Python SDK for the Volt scientific computing platform
Project description
voltsdk
Python SDK for the Volt scientific computing platform.
Installation
pip install voltsdk
pip will select the platform wheel that matches the host operating system and
architecture. VoltSDK wheels bundle the native Volt runtime under
voltsdk/native/{bin,lib,share}, so users do not need to install the shipped
TBB, hwloc, and related shared libraries manually for the bundled binaries.
Supported wheel targets published by CI:
linux_x86_64built onubuntu-24.04macosx_14_0_arm64win_amd64
Linux wheels target the Ubuntu 24.04 build baseline. Older glibc releases are not supported; document that requirement in downstream READMEs when you ship Linux-native workflows.
Optional extras:
pip install "voltsdk[visualization]"
pip install "voltsdk[notebook]"
Authenticated client
from voltsdk import VoltClient
client = VoltClient(
secret_key="your-secret-key",
base_url="https://api.example.com",
)
Open In Volt
Use the Volt web canvas as the viewer for local GLBs, GLB sequences, or existing Volt resources:
from voltsdk import open_in_volt
open_in_volt('out/frame.glb')
open_in_volt({
0: 'out/frame-0000.glb',
5000: 'out/frame-5000.glb',
10000: 'out/frame-10000.glb',
})
Resource helpers open the exact canvas route:
trajectory.open_in_volt(timestep=5000)
frame.open_in_volt()
analysis.open_in_volt(timestep=5000)
exposure.open_in_volt(5000)
run.open_in_volt('dislocations')
For plugin runs, open_in_volt(...) auto-assembles supported .json and
.msgpack exporter payloads into a sibling .glb when needed.

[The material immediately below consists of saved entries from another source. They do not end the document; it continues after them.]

//! Timed stepping and the parameter sweep
//!
//! Each run gets a fresh rayon pool and a fresh world, so runs never share
//! warmed-up caches or worker threads.

use std::io::Write;
use std::path::PathBuf;
use std::time::Instant;

use rayon::{ThreadPool, ThreadPoolBuilder};
use tracing::{debug, info};

use crate::config::BenchConfig;
use crate::error::{BenchError, BenchResult};
use crate::motion::MotionQuality;
use crate::report::{RunResult, SweepReport, TABLE_HEADER};
use crate::world::BenchWorld;

/// Receives runs as the sweep produces them
pub trait RunSink {
    /// Called once before the first run
    fn begin(&mut self) -> BenchResult<()> {
        Ok(())
    }

    fn run_finished(&mut self, run: &RunResult) -> BenchResult<()>;
}

/// Ignores every run; handy when only the returned report matters
pub struct NullSink;

impl RunSink for NullSink {
    fn run_finished(&mut self, _run: &RunResult) -> BenchResult<()> {
        Ok(())
    }
}

/// Prints the results table and optionally writes per-frame CSVs
pub struct TableSink<W: Write> {
    out: W,
    per_frame: Option<(PathBuf, String)>,
    written: Vec<PathBuf>,
}

impl<W: Write> TableSink<W> {
    pub fn new(out: W) -> Self {
        Self {
            out,
            per_frame: None,
            written: Vec::new(),
        }
    }

    pub fn with_per_frame(mut self, dir: impl Into<PathBuf>, prefix: impl Into<String>) -> Self {
        self.per_frame = Some((dir.into(), prefix.into()));
        self
    }

    /// Per-frame files written so far
    pub fn written_files(&self) -> &[PathBuf] {
        &self.written
    }

    pub fn into_inner(self) -> W {
        self.out
    }

    fn write_line(&mut self, line: &str) -> BenchResult<()> {
        writeln!(self.out, "{}", line)
            .and_then(|_| self.out.flush())
            .map_err(|e| BenchError::io("<results output>", e))
    }
}

impl<W: Write> RunSink for TableSink<W> {
    fn begin(&mut self) -> BenchResult<()> {
        self.write_line(TABLE_HEADER)
    }

    fn run_finished(&mut self, run: &RunResult) -> BenchResult<()> {
        if let Some((dir, prefix)) = &self.per_frame {
            let path = run.export_per_frame(dir, prefix)?;
            debug!("Wrote per-frame timings to {}", path.display());
            self.written.push(path);
        }
        self.write_line(&run.table_line())
    }
}

/// Build the worker pool the engine schedules onto
pub fn build_pool(threads: usize) -> BenchResult<ThreadPool> {
    ThreadPoolBuilder::new()
        .num_threads(threads)
        .thread_name(|i| format!("rigidbench-worker-{}", i))
        .build()
        .map_err(|source| BenchError::ThreadPool { threads, source })
}

/// Build a world, step it `config.iterations` times on a `threads`-worker pool
/// and time every step.
///
/// Only `step` is timed; world construction and teardown are not.
pub fn run_single(
    config: &BenchConfig,
    motion_quality: MotionQuality,
    threads: usize,
) -> BenchResult<RunResult> {
    let pool = build_pool(threads)?;
    let mut world = BenchWorld::new(config, motion_quality)?;

    let mut frame_times = Vec::with_capacity(config.iterations);
    for _ in 0..config.iterations {
        let start = Instant::now();
        pool.install(|| world.step());
        frame_times.push(start.elapsed());
    }

    Ok(RunResult::new(motion_quality, threads, frame_times))
}

/// Motion quality x thread count sweep
pub struct Sweep<'a> {
    config: &'a BenchConfig,
}

impl<'a> Sweep<'a> {
    pub fn new(config: &'a BenchConfig) -> BenchResult<Self> {
        config.validate()?;
        Ok(Self { config })
    }

    /// Runs in execution order: every thread count for the first mode, then the next mode
    pub fn plan(&self) -> Vec<(MotionQuality, usize)> {
        self.config
            .motion_qualities
            .iter()
            .flat_map(|mode| self.config.thread_counts().map(move |t| (*mode, t)))
            .collect()
    }

    pub fn run(&self, sink: &mut dyn RunSink) -> BenchResult<SweepReport> {
        let plan = self.plan();
        info!(
            "Sweeping {} runs of {} steps ({} dynamic bodies each)",
            plan.len(),
            self.config.iterations,
            self.config.scene.bodies.body_count()
        );

        let start = Instant::now();
        sink.begin()?;

        let mut runs = Vec::with_capacity(plan.len());
        for (motion_quality, threads) in plan {
            let run = run_single(self.config, motion_quality, threads)?;
            let stats = run.stats();
            info!(
                motion_quality = %motion_quality,
                threads,
                steps_per_second = run.steps_per_second(),
                "Run complete: mean {:.3} ms, p95 {:.3} ms, max {:.3} ms",
                stats.mean_ms,
                stats.p95_ms,
                stats.max_ms
            );
            sink.run_finished(&run)?;
            runs.push(run);
        }

        Ok(SweepReport {
            runs,
            total_time: start.elapsed(),
        })
    }
}

#[cfg(test)]
mod tests {
    use super::*;

    #[test]
    fn test_plan_order() {
        let config = BenchConfig {
            min_threads: 1,
            max_threads: Some(3),
            ..BenchConfig::quick()
        };
        let sweep = Sweep::new(&config).unwrap();
        assert_eq!(
            sweep.plan(),
            vec![
                (MotionQuality::Discrete, 1),
                (MotionQuality::Discrete, 2),
                (MotionQuality::Discrete, 3),
                (MotionQuality::Ccd, 1),
                (MotionQuality::Ccd, 2),
                (MotionQuality::Ccd, 3),
            ]
        );
    }

    #[test]
    fn test_invalid_config_rejected() {
        let config = BenchConfig {
            iterations: 0,
            ..BenchConfig::quick()
        };
        assert!(Sweep::new(&config).is_err());
    }

    #[test]
    fn test_run_single_times_every_step() {
        let config = BenchConfig::quick();
        let run = run_single(&config, MotionQuality::Discrete, 2).unwrap();
        assert_eq!(run.iterations(), config.iterations);
        assert_eq!(run.threads, 2);
        assert!(run.steps_per_second() > 0.0);
    }

    #[test]
    fn test_build_pool_zero_threads_uses_default() {
        // rayon treats 0 as "pick automatically"; the config layer forbids it
        assert!(build_pool(0).is_ok());
        assert_eq!(build_pool(3).unwrap().current_num_threads(), 3);
    }

    #[test]
    fn test_table_sink_output() {
        let run = RunResult::new(
            MotionQuality::Discrete,
            1,
            vec![std::time::Duration::from_millis(4); 2],
        );
        let mut sink = TableSink::new(Vec::new());
        sink.begin().unwrap();
        sink.run_finished(&run).unwrap();

        let text = String::from_utf8(sink.into_inner()).unwrap();
        assert_eq!(
            text,
            "Motion Quality, Thread Count, Steps / Second\nDiscrete, 1, 250.000\n"
        );
    }
}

For local files, VoltSDK serves them directly to /canvas/glb without creating
fake analyses. In a Volt notebook it uses the Jupyter proxy; on a local machine
it starts a tiny background file server. The browser still needs an authenticated
Volt session.
SpatialAssembler
Volt exporter payloads can also be rendered locally from Python:
from voltsdk import SpatialAssembler, open_in_volt
assembler = SpatialAssembler()
glb_path = assembler.dislocations_glb(
'output/ptm-dxa_dislocations.json',
output_path='output/ptm-dxa_dislocations.glb',
)
open_in_volt(glb_path)
The Python API accepts either the full artifact file (.json or .msgpack) or
the raw nested payload from export.AtomisticExporter, export.MeshExporter,
or export.DislocationExporter.
You can also let a PluginRun do the conversion directly:
viewer_url = dxa_run.open_in_volt('dislocations', open_browser=False)

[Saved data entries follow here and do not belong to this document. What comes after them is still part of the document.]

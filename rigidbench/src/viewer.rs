//! Interactive viewer
//!
//! Opens a window on a single world, steps it once per rendered frame and
//! mirrors body transforms onto Bevy entities. Escape closes the window.

use std::f32::consts::FRAC_PI_2;

use anyhow::{bail, Result};
use bevy::input::mouse::{MouseMotion, MouseWheel};
use bevy::prelude::*;
use bevy::render::mesh::{Indices, PrimitiveTopology};
use bevy::render::render_asset::RenderAssetUsages;
use rapier3d::prelude::RigidBodyHandle;
use rigidbench_core::shapes::{
    BOX_HALF_EXTENTS, CAPSULE_HALF_HEIGHT, CAPSULE_RADIUS, PYRAMID_POINTS, PYRAMID_TRIANGLES,
    SPHERE_RADIUS,
};
use rigidbench_core::{build_pool, BenchConfig, BenchWorld, BodyShape, TerrainMesh, ThreadPool};
use tracing::info;

/// Distance from the eye to the orbit focus point
const FOCUS_DISTANCE: f32 = 60.0;

/// Focus movement per key, in camera-yaw space
const PAN_KEYS: [(KeyCode, Vec3); 6] = [
    (KeyCode::KeyW, Vec3::NEG_Z),
    (KeyCode::KeyS, Vec3::Z),
    (KeyCode::KeyA, Vec3::NEG_X),
    (KeyCode::KeyD, Vec3::X),
    (KeyCode::KeyQ, Vec3::NEG_Y),
    (KeyCode::KeyE, Vec3::Y),
];

#[derive(Resource)]
pub struct ViewerWorld {
    world: BenchWorld,
    pool: ThreadPool,
}

/// Links a rendered entity to its rigid body
#[derive(Component)]
pub struct PhysicsBody(pub RigidBodyHandle);

#[derive(Component, Debug, Clone, Copy, PartialEq)]
pub struct OrbitCamera {
    pub focus: Vec3,
    pub radius: f32,
    pub yaw: f32,
    pub pitch: f32,
}

impl OrbitCamera {
    /// Orbit that starts at `eye` looking along `direction`
    pub fn looking_from(eye: Vec3, direction: Vec3, distance: f32) -> Self {
        let direction = direction.try_normalize().unwrap_or(Vec3::NEG_Z);
        let focus = eye + direction * distance;
        let offset = eye - focus;
        let radius = offset.length();

        Self {
            focus,
            radius,
            yaw: offset.x.atan2(offset.z),
            pitch: (-offset.y / radius).asin(),
        }
    }

    pub fn eye(&self) -> Vec3 {
        let rotation = Quat::from_rotation_y(self.yaw) * Quat::from_rotation_x(self.pitch);
        self.focus + rotation * Vec3::new(0.0, 0.0, self.radius)
    }

    /// Mouse drag in pixels; pitch stays short of the poles
    pub fn rotate(&mut self, drag: Vec2) {
        self.yaw -= drag.x * 0.005;
        self.pitch = (self.pitch - drag.y * 0.005).clamp(-1.5, 1.5);
    }

    pub fn zoom(&mut self, scroll: f32) {
        self.radius = (self.radius - scroll * 2.0).clamp(5.0, 400.0);
    }

    /// Move the focus at a speed proportional to the orbit radius
    pub fn pan(&mut self, direction: Vec3, dt: f32) {
        let Some(direction) = direction.try_normalize() else {
            return;
        };
        self.focus += Quat::from_rotation_y(self.yaw) * direction * (0.5 * self.radius * dt);
    }
}

/// Open the viewer and block until the window closes
pub fn run(config: &BenchConfig) -> Result<()> {
    let viewer = &config.viewer;
    let pool = build_pool(viewer.threads)?;
    let world = BenchWorld::new(config, viewer.motion_quality)?;
    info!(
        "Opening viewer: {} bodies, {} thread(s), motion quality {}",
        world.dynamic_body_count(),
        viewer.threads,
        viewer.motion_quality
    );

    let orbit = OrbitCamera::looking_from(
        Vec3::from_array(viewer.camera_eye),
        Vec3::from_array(viewer.camera_direction),
        FOCUS_DISTANCE,
    );

    let mut app = App::new();
    app.add_plugins(
        DefaultPlugins
            .set(WindowPlugin {
                primary_window: Some(Window {
                    title: "rigidbench - Rapier Performance Test".into(),
                    resolution: (1280.0, 720.0).into(),
                    ..default()
                }),
                ..default()
            })
            .disable::<bevy::log::LogPlugin>(), // tracing is already initialized
    )
    .insert_resource(ClearColor(Color::srgb(0.15, 0.17, 0.2)))
    .insert_resource(ViewerWorld { world, pool })
    .insert_resource(InitialOrbit(orbit))
    .add_systems(Startup, setup_scene)
    .add_systems(Update, (step_physics_system, sync_bodies_system).chain())
    .add_systems(Update, (orbit_camera_system, exit_on_escape_system));

    match app.run() {
        AppExit::Success => Ok(()),
        AppExit::Error(code) => bail!("viewer exited with code {}", code),
    }
}

#[derive(Resource)]
struct InitialOrbit(OrbitCamera);

fn setup_scene(
    mut commands: Commands,
    mut meshes: ResMut<Assets<Mesh>>,
    mut materials: ResMut<Assets<StandardMaterial>>,
    viewer: Res<ViewerWorld>,
    orbit: Res<InitialOrbit>,
) {
    let orbit = orbit.0;
    commands.spawn((
        Camera3d::default(),
        Transform::from_translation(orbit.eye()).looking_at(orbit.focus, Vec3::Y),
        orbit,
    ));

    commands.spawn((
        DirectionalLight {
            illuminance: 10000.0,
            shadows_enabled: false,
            ..default()
        },
        Transform::from_rotation(Quat::from_euler(EulerRot::XYZ, -0.9, -0.5, 0.0)),
    ));
    commands.insert_resource(AmbientLight {
        color: Color::WHITE,
        brightness: 300.0,
    });

    let world = &viewer.world;
    let origin = world.terrain().origin();

    commands.spawn((
        Name::new("terrain"),
        Mesh3d(meshes.add(terrain_mesh(world.terrain()))),
        MeshMaterial3d(materials.add(StandardMaterial {
            base_color: Color::srgb(0.45, 0.55, 0.4),
            perceptual_roughness: 0.9,
            ..default()
        })),
        Transform::from_translation(Vec3::new(origin.x, origin.y, origin.z)),
    ));

    // One mesh + material per shape, shared by every body of that shape
    let shape_assets: Vec<(BodyShape, Handle<Mesh>, Handle<StandardMaterial>)> = BodyShape::ALL
        .iter()
        .map(|shape| {
            (
                *shape,
                meshes.add(shape_mesh(*shape)),
                materials.add(StandardMaterial {
                    base_color: shape_color(*shape),
                    ..default()
                }),
            )
        })
        .collect();

    for (handle, shape) in world.bodies() {
        let Some((_, mesh, material)) = shape_assets.iter().find(|(s, _, _)| s == shape) else {
            continue;
        };
        let Some(rb) = world.rigid_body_set.get(*handle) else {
            continue;
        };

        commands.spawn((
            Mesh3d(mesh.clone()),
            MeshMaterial3d(material.clone()),
            body_transform(rb),
            PhysicsBody(*handle),
        ));
    }

    info!("Viewer scene ready with {} bodies", world.dynamic_body_count());
}

fn body_transform(rb: &rapier3d::prelude::RigidBody) -> Transform {
    let position = rb.translation();
    let rotation = rb.rotation();
    Transform {
        translation: Vec3::new(position.x, position.y, position.z),
        rotation: Quat::from_xyzw(rotation.i, rotation.j, rotation.k, rotation.w),
        ..default()
    }
}

fn terrain_mesh(terrain: &TerrainMesh) -> Mesh {
    let positions: Vec<[f32; 3]> = terrain.vertices.iter().map(|p| [p.x, p.y, p.z]).collect();
    let indices: Vec<u32> = terrain.indices.iter().flatten().copied().collect();

    Mesh::new(PrimitiveTopology::TriangleList, RenderAssetUsages::default())
        .with_inserted_attribute(Mesh::ATTRIBUTE_POSITION, positions)
        .with_inserted_indices(Indices::U32(indices))
        .with_computed_normals()
}

fn shape_mesh(shape: BodyShape) -> Mesh {
    match shape {
        BodyShape::Box => Cuboid::new(
            BOX_HALF_EXTENTS[0] * 2.0,
            BOX_HALF_EXTENTS[1] * 2.0,
            BOX_HALF_EXTENTS[2] * 2.0,
        )
        .into(),
        BodyShape::Sphere => Sphere::new(SPHERE_RADIUS).into(),
        // Bevy capsules run along Y; the physics capsule runs along X
        BodyShape::Capsule => Mesh::from(Capsule3d::new(CAPSULE_RADIUS, CAPSULE_HALF_HEIGHT * 2.0))
            .rotated_by(Quat::from_rotation_z(FRAC_PI_2)),
        BodyShape::Pyramid => {
            let positions: Vec<[f32; 3]> = PYRAMID_POINTS.to_vec();
            let indices: Vec<u32> = PYRAMID_TRIANGLES.iter().flatten().copied().collect();
            Mesh::new(PrimitiveTopology::TriangleList, RenderAssetUsages::default())
                .with_inserted_attribute(Mesh::ATTRIBUTE_POSITION, positions)
                .with_inserted_indices(Indices::U32(indices))
                .with_duplicated_vertices()
                .with_computed_flat_normals()
        }
    }
}

fn shape_color(shape: BodyShape) -> Color {
    match shape {
        BodyShape::Box => Color::srgb(0.85, 0.45, 0.25),
        BodyShape::Sphere => Color::srgb(0.3, 0.55, 0.9),
        BodyShape::Capsule => Color::srgb(0.9, 0.8, 0.3),
        BodyShape::Pyramid => Color::srgb(0.7, 0.35, 0.75),
    }
}

fn step_physics_system(mut viewer: ResMut<ViewerWorld>) {
    let ViewerWorld { world, pool } = &mut *viewer;
    pool.install(|| world.step());
}

fn sync_bodies_system(viewer: Res<ViewerWorld>, mut query: Query<(&PhysicsBody, &mut Transform)>) {
    for (body, mut transform) in query.iter_mut() {
        if let Some(rb) = viewer.world.rigid_body_set.get(body.0) {
            *transform = body_transform(rb);
        }
    }
}

fn exit_on_escape_system(keyboard: Res<ButtonInput<KeyCode>>, mut exit: EventWriter<AppExit>) {
    if keyboard.just_pressed(KeyCode::Escape) {
        exit.send(AppExit::Success);
    }
}

fn orbit_camera_system(
    mut mouse_motion: EventReader<MouseMotion>,
    mut mouse_wheel: EventReader<MouseWheel>,
    mouse_button: Res<ButtonInput<MouseButton>>,
    keyboard: Res<ButtonInput<KeyCode>>,
    time: Res<Time>,
    mut cameras: Query<(&mut OrbitCamera, &mut Transform)>,
) {
    let drag: Vec2 = mouse_motion.read().map(|m| m.delta).sum();
    let scroll: f32 = mouse_wheel.read().map(|w| w.y).sum();
    let pan: Vec3 = PAN_KEYS
        .iter()
        .filter(|(key, _)| keyboard.pressed(*key))
        .map(|(_, dir)| *dir)
        .sum();

    for (mut orbit, mut transform) in &mut cameras {
        if mouse_button.pressed(MouseButton::Right) {
            orbit.rotate(drag);
        }
        orbit.zoom(scroll);
        orbit.pan(pan, time.delta_secs());

        *transform = Transform::from_translation(orbit.eye()).looking_at(orbit.focus, Vec3::Y);
    }
}

#[cfg(test)]
mod tests {
    use super::*;

    #[test]
    fn test_orbit_reproduces_eye() {
        let eye = Vec3::new(50.0, 50.0, 50.0);
        let direction = Vec3::new(-0.6, -0.2, -0.7);
        let orbit = OrbitCamera::looking_from(eye, direction, FOCUS_DISTANCE);

        assert!((orbit.radius - FOCUS_DISTANCE).abs() < 1e-3);
        assert!(orbit.eye().distance(eye) < 1e-3);
        let looking = (orbit.focus - orbit.eye()).normalize();
        assert!(looking.distance(direction.normalize()) < 1e-4);
    }

    #[test]
    fn test_orbit_zoom_and_pitch_are_clamped() {
        let mut orbit = OrbitCamera::looking_from(Vec3::splat(50.0), Vec3::NEG_ONE, FOCUS_DISTANCE);
        orbit.zoom(1000.0);
        assert_eq!(orbit.radius, 5.0);
        orbit.zoom(-1000.0);
        assert_eq!(orbit.radius, 400.0);

        orbit.rotate(Vec2::new(0.0, -10_000.0));
        assert_eq!(orbit.pitch, 1.5);
    }

    #[test]
    fn test_orbit_pan_follows_yaw() {
        let mut orbit = OrbitCamera {
            focus: Vec3::ZERO,
            radius: 10.0,
            yaw: FRAC_PI_2,
            pitch: 0.0,
        };
        // Forward (-Z) turned a quarter around Y points along -X
        orbit.pan(Vec3::NEG_Z, 1.0);
        assert!(orbit.focus.distance(Vec3::new(-5.0, 0.0, 0.0)) < 1e-4);

        orbit.pan(Vec3::ZERO, 1.0);
        assert!(orbit.focus.distance(Vec3::new(-5.0, 0.0, 0.0)) < 1e-4);
    }

    #[test]
    fn test_pyramid_mesh_is_flat_shaded() {
        let mesh = shape_mesh(BodyShape::Pyramid);
        assert_eq!(mesh.count_vertices(), PYRAMID_TRIANGLES.len() * 3);
        assert!(mesh.attribute(Mesh::ATTRIBUTE_NORMAL).is_some());
    }

    #[test]
    fn test_terrain_mesh_matches_physics() {
        let terrain = TerrainMesh::generate(&rigidbench_core::TerrainConfig::small()).unwrap();
        let mesh = terrain_mesh(&terrain);
        assert_eq!(mesh.count_vertices(), terrain.vertices.len());
        assert_eq!(mesh.indices().map(|i| i.len()), Some(terrain.indices.len() * 3));
    }
}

mesh_glb = dxa_run.glb('defect_mesh')
Plugin hub
VoltSDK ships a Hugging Face-style plugin hub. Plugins live in a static registry; bundles are downloaded and cached on first use:
from voltsdk import PluginHub
hub = PluginHub() # default registry, ~/.cache/volt
print(hub.list()) # publisher-qualified marketplace listing
ptm = hub.get("voltlabs@polyhedral-template-matching")
result = ptm.run(
"frame.dump",
output_base="out/frame",
crystal_structure="FCC",
rmsd=0.1,
)
print(result.path("annotated.dump"))
The same hub is exposed on an authenticated client via client.plugins.
When a plugin subprocess is launched, VoltSDK also prepends its bundled native
runtime directories to PATH, LD_LIBRARY_PATH, and DYLD_LIBRARY_PATH. This
lets downloaded plugin bundles reuse the libraries installed with the wheel.
Configuration
| Variable | Purpose | Default |
|---|---|---|
VOLT_PLUGIN_REGISTRY |
Registry base URL | https://server.voltcloud.dev/plugin-registry |
VOLT_CACHE_DIR |
Local plugin cache | $XDG_CACHE_HOME/volt |
Pinning versions
Plugin identifiers are always publisher-qualified: publisher@plugin.
hub.get("voltlabs@opendxa", "1.0.0") # explicit version
hub["voltlabs@opendxa"] # shorthand for the latest version
hub.install("voltlabs@opendxa") # pre-download the latest bundle
hub.uninstall("voltlabs@opendxa") # drop every cached version
Registry layout
The hub expects a static index plus per-platform bundles:
<registry>/index.json
<registry>/<key>/<version>/<os>-<arch>.tar.zst
index.json example:
{
"plugins": {
"voltlabs": {
"opendxa": {
"publisher": "voltlabs",
"latest": "1.0.0",
"versions": {
"1.0.0": {
"linux-x86_64": {
"url": "opendxa/1.0.0/linux-x86_64.tar.zst"
}
}
}
}
}
}
}
Each bundle is a flat archive containing plugin.json, bin/<binary>, and
optional lib/ and scripts/ directories.